Task to complete:
Locate the word "impl" in the data below, then copy every line that holds it.

Stored items:

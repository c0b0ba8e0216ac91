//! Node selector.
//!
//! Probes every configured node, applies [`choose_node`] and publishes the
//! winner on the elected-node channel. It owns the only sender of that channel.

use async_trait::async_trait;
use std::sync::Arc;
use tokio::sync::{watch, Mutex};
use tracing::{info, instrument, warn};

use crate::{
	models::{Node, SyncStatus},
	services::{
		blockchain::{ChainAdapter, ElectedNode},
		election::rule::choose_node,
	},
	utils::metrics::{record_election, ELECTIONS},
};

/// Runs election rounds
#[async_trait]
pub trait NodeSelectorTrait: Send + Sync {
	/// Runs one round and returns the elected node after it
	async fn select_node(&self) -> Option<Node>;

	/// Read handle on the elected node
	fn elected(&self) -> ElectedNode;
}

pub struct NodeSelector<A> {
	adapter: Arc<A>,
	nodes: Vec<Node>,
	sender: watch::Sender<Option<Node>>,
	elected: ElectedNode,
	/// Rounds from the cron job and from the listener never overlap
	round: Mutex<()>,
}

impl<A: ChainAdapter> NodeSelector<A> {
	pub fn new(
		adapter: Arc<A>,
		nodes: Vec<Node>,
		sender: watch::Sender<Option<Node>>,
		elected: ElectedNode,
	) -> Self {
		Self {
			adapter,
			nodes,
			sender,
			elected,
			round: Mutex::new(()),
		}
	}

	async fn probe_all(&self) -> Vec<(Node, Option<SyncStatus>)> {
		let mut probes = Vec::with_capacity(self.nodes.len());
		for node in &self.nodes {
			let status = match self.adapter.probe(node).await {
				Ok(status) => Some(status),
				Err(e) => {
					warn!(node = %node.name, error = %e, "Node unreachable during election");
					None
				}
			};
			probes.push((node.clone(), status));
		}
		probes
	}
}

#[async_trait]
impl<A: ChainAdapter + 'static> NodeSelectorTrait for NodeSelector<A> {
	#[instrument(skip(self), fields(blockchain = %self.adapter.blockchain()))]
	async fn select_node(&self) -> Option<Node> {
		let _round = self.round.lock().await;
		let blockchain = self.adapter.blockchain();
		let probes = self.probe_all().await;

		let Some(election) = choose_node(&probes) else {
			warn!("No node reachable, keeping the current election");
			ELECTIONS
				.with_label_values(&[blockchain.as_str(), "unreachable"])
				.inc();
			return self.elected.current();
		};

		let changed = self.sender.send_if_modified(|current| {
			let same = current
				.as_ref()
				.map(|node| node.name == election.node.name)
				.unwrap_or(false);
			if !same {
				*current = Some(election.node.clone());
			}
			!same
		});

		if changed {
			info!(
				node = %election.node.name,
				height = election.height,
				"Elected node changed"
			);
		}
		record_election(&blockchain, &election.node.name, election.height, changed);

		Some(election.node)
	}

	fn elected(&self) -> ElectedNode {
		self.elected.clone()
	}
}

Reply:
impl<A: ChainAdapter> NodeSelector<A> {
impl<A: ChainAdapter + 'static> NodeSelectorTrait for NodeSelector<A> {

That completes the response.